Karimojong food consisted of milk and defibrinated blood. It was usually supplemented with meat, millet, sorghum and beans. When the cows or goats died, they would eat the meat but they would not naturally kill them for food. When they ate meat, they did it thoroughly; the whole carcass save hides, horn and hooves was consumed. The children were usually given milk form the age of six months when breast milk became inadequate.
They would get the blood by bleeding the cows. This was done by piercing the jugular vein by shooting an arrow at it. The blood would then be collected in a calabash. It was stirred by a stick until the fibrin separated form it. It was removed and given to the dogs during times of plenty but during the dry season, people would cook it and eat it.
The bloody liquid which remained was mixed with an equal amount of milk and the mixture made a meal for a man. This mixture was not cooked in any way. It was simply drunk. In the rainy season when there was enough grass for grazing, this kind of meal was taken only once or twice a week. Millet and maize flour tended to predominate among the rest of the dry season foods.
The Karimojong were a segementary society.

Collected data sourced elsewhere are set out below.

//! The Rhino.Mocks side of the migration: every symbol a pass matches
//! against, resolved up front.

use std::collections::HashSet;

use super::{member_group, require_extension, require_member, require_type, CatalogError};
use crate::sema::metadata::{SymbolId, SymbolTable};

const REPOSITORY: &str = "Rhino.Mocks.MockRepository";
const OPTIONS: &str = "Rhino.Mocks.Interfaces.IMethodOptions`1";
const REPEAT: &str = "Rhino.Mocks.Interfaces.IRepeat`1";

#[derive(Debug)]
pub struct RhinoSymbols {
    pub repository: SymbolId,

    // Mock creation.
    pub static_factories: HashSet<SymbolId>,
    pub instance_factories: HashSet<SymbolId>,
    /// Union of static and instance factories.
    pub factories: HashSet<SymbolId>,
    pub strict_factories: HashSet<SymbolId>,
    pub partial_factories: HashSet<SymbolId>,
    pub stub_factories: HashSet<SymbolId>,

    // Expectation roots.
    pub expect_call: SymbolId,
    pub setup_result_for: SymbolId,
    pub ext_expect: SymbolId,
    pub ext_stub: SymbolId,
    /// Union of all four expectation roots.
    pub expectation_roots: HashSet<SymbolId>,

    // Fluent options chain.
    pub opt_return: SymbolId,
    pub opt_throw: SymbolId,
    pub opt_when_called: SymbolId,
    pub opt_do: SymbolId,
    pub opt_callback: SymbolId,
    pub opt_constraints: SymbolId,
    pub opt_ignore_arguments: SymbolId,
    pub opt_repeat: SymbolId,
    /// Every member of `IRepeat<T>`.
    pub repeat_members: HashSet<SymbolId>,

    // Verification and state transitions.
    pub ext_verify_all_expectations: SymbolId,
    pub repo_verify_all: SymbolId,
    pub ext_replay: SymbolId,
    pub ext_back_to_record: SymbolId,
    pub repo_replay_all: SymbolId,
    pub repo_back_to_record_all: SymbolId,
    /// Record/replay state transitions with no Moq counterpart; their
    /// statements are removed outright.
    pub obsolete_calls: HashSet<SymbolId>,

    // Ordering.
    pub repo_ordered: SymbolId,

    // Inline argument matchers (`Arg<T>.Is.Anything` and friends).
    pub arg_is: SymbolId,
    pub arg_list: SymbolId,
    pub arg_matches: SymbolId,
    pub arg_text: SymbolId,
    /// Every matcher member reachable from `Arg<T>` / `Arg`.
    pub inline_matchers: HashSet<SymbolId>,
    /// Constraint factories legal only inside `.Constraints (...)`.
    pub constraint_factories: HashSet<SymbolId>,
}

impl RhinoSymbols {
    pub fn resolve(table: &SymbolTable) -> Result<RhinoSymbols, CatalogError> {
        let repository = require_type(table, REPOSITORY)?;

        let static_factories = member_group(
            table,
            repository,
            &[
                "GenerateMock",
                "GenerateStub",
                "GenerateStrictMock",
                "GeneratePartialMock",
            ],
        );
        let instance_factories = member_group(
            table,
            repository,
            &["StrictMock", "DynamicMock", "PartialMock", "Stub"],
        );
        let factories: HashSet<SymbolId> = static_factories
            .union(&instance_factories)
            .copied()
            .collect();
        let strict_factories =
            member_group(table, repository, &["GenerateStrictMock", "StrictMock"]);
        let partial_factories =
            member_group(table, repository, &["GeneratePartialMock", "PartialMock"]);
        let stub_factories = member_group(table, repository, &["GenerateStub", "Stub"]);

        let expect_type = require_type(table, "Rhino.Mocks.Expect")?;
        let expect_call = require_member(table, expect_type, "Rhino.Mocks.Expect", "Call")?;
        let setup_result = require_type(table, "Rhino.Mocks.SetupResult")?;
        let setup_result_for =
            require_member(table, setup_result, "Rhino.Mocks.SetupResult", "For")?;
        let ext_expect = require_extension(table, "Expect")?;
        let ext_stub = require_extension(table, "Stub")?;
        let expectation_roots = [expect_call, setup_result_for, ext_expect, ext_stub]
            .into_iter()
            .collect();

        let options = require_type(table, OPTIONS)?;
        let opt = |name| require_member(table, options, OPTIONS, name);
        let opt_return = opt("Return")?;
        let opt_throw = opt("Throw")?;
        let opt_when_called = opt("WhenCalled")?;
        let opt_do = opt("Do")?;
        let opt_callback = opt("Callback")?;
        let opt_constraints = opt("Constraints")?;
        let opt_ignore_arguments = opt("IgnoreArguments")?;
        let opt_repeat = opt("Repeat")?;

        let repeat = require_type(table, REPEAT)?;
        let repeat_members = member_group(
            table,
            repeat,
            &["Once", "Twice", "Any", "Never", "AtLeastOnce", "Times"],
        );

        let ext_verify_all_expectations = require_extension(table, "VerifyAllExpectations")?;
        let repo_verify_all = require_member(table, repository, REPOSITORY, "VerifyAll")?;
        let ext_replay = require_extension(table, "Replay")?;
        let ext_back_to_record = require_extension(table, "BackToRecord")?;
        let repo_replay_all = require_member(table, repository, REPOSITORY, "ReplayAll")?;
        let repo_back_to_record_all =
            require_member(table, repository, REPOSITORY, "BackToRecordAll")?;
        let obsolete_calls = [
            ext_replay,
            ext_back_to_record,
            repo_replay_all,
            repo_back_to_record_all,
        ]
        .into_iter()
        .collect();

        let repo_ordered = require_member(table, repository, REPOSITORY, "Ordered")?;

        let arg_generic = require_type(table, "Rhino.Mocks.Arg`1")?;
        let arg_is = require_member(table, arg_generic, "Rhino.Mocks.Arg`1", "Is")?;
        let arg_list = require_member(table, arg_generic, "Rhino.Mocks.Arg`1", "List")?;
        let arg_matches = require_member(table, arg_generic, "Rhino.Mocks.Arg`1", "Matches")?;
        let arg_plain = require_type(table, "Rhino.Mocks.Arg")?;
        let arg_text = require_member(table, arg_plain, "Rhino.Mocks.Arg", "Text")?;

        let mut inline_matchers = HashSet::new();
        inline_matchers.insert(arg_matches);
        let is_arg = require_type(table, "Rhino.Mocks.Constraints.IsArg`1")?;
        inline_matchers.extend(member_group(
            table,
            is_arg,
            &[
                "Anything",
                "Equal",
                "NotEqual",
                "Same",
                "NotSame",
                "Null",
                "NotNull",
                "GreaterThan",
                "GreaterThanOrEqual",
                "LessThan",
                "LessThanOrEqual",
            ],
        ));
        let list_arg = require_type(table, "Rhino.Mocks.Constraints.ListArg`1")?;
        inline_matchers.extend(member_group(
            table,
            list_arg,
            &["IsIn", "ContainsAll", "Equal"],
        ));
        let text_arg = require_type(table, "Rhino.Mocks.Constraints.TextArg")?;
        inline_matchers.extend(member_group(table, text_arg, &["Like"]));

        let is_factory = require_type(table, "Rhino.Mocks.Constraints.Is")?;
        let mut constraint_factories = member_group(
            table,
            is_factory,
            &[
                "Anything",
                "Equal",
                "NotEqual",
                "Same",
                "NotSame",
                "Null",
                "NotNull",
                "GreaterThan",
                "GreaterThanOrEqual",
                "LessThan",
                "LessThanOrEqual",
                "Matching",
            ],
        );
        let list_factory = require_type(table, "Rhino.Mocks.Constraints.List")?;
        constraint_factories.extend(member_group(
            table,
            list_factory,
            &["IsIn", "ContainsAll", "Equal"],
        ));
        let text_factory = require_type(table, "Rhino.Mocks.Constraints.Text")?;
        constraint_factories.extend(member_group(table, text_factory, &["Like"]));

        Ok(RhinoSymbols {
            repository,
            static_factories,
            instance_factories,
            factories,
            strict_factories,
            partial_factories,
            stub_factories,
            expect_call,
            setup_result_for,
            ext_expect,
            ext_stub,
            expectation_roots,
            opt_return,
            opt_throw,
            opt_when_called,
            opt_do,
            opt_callback,
            opt_constraints,
            opt_ignore_arguments,
            opt_repeat,
            repeat_members,
            ext_verify_all_expectations,
            repo_verify_all,
            ext_replay,
            ext_back_to_record,
            repo_replay_all,
            repo_back_to_record_all,
            obsolete_calls,
            repo_ordered,
            arg_is,
            arg_list,
            arg_matches,
            arg_text,
            inline_matchers,
            constraint_factories,
        })
    }
}

#[cfg(test)]
mod tests {
    use super::*;
    use crate::sema::metadata::{AssemblyMetadata, Compilation};

    #[test]
    fn test_resolves_against_default_references() {
        let comp = Compilation::with_default_references();
        let rhino = RhinoSymbols::resolve(&comp.symbols).unwrap();
        assert_eq!(rhino.factories.len(), 8);
        assert_eq!(rhino.expectation_roots.len(), 4);
        assert_eq!(rhino.obsolete_calls.len(), 4);
    }

    #[test]
    fn test_missing_assembly_is_fatal() {
        let comp = Compilation::new(vec![AssemblyMetadata::system(), AssemblyMetadata::moq()]);
        let err = RhinoSymbols::resolve(&comp.symbols).unwrap_err();
        assert!(matches!(err, CatalogError::MissingType(_)));
    }
}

Leadership was vested in the elders and the clan was the basic unit of political administration. The heads of the different clans constituted the council of elders which was constituted the council of elders which was responsible for administering justice, settling disputes, marinating law and order and punishing law breakers.
All the elders occupied a position of political importance in the society. They also performed other important functions connected with rainmaking and tendering sacrifices.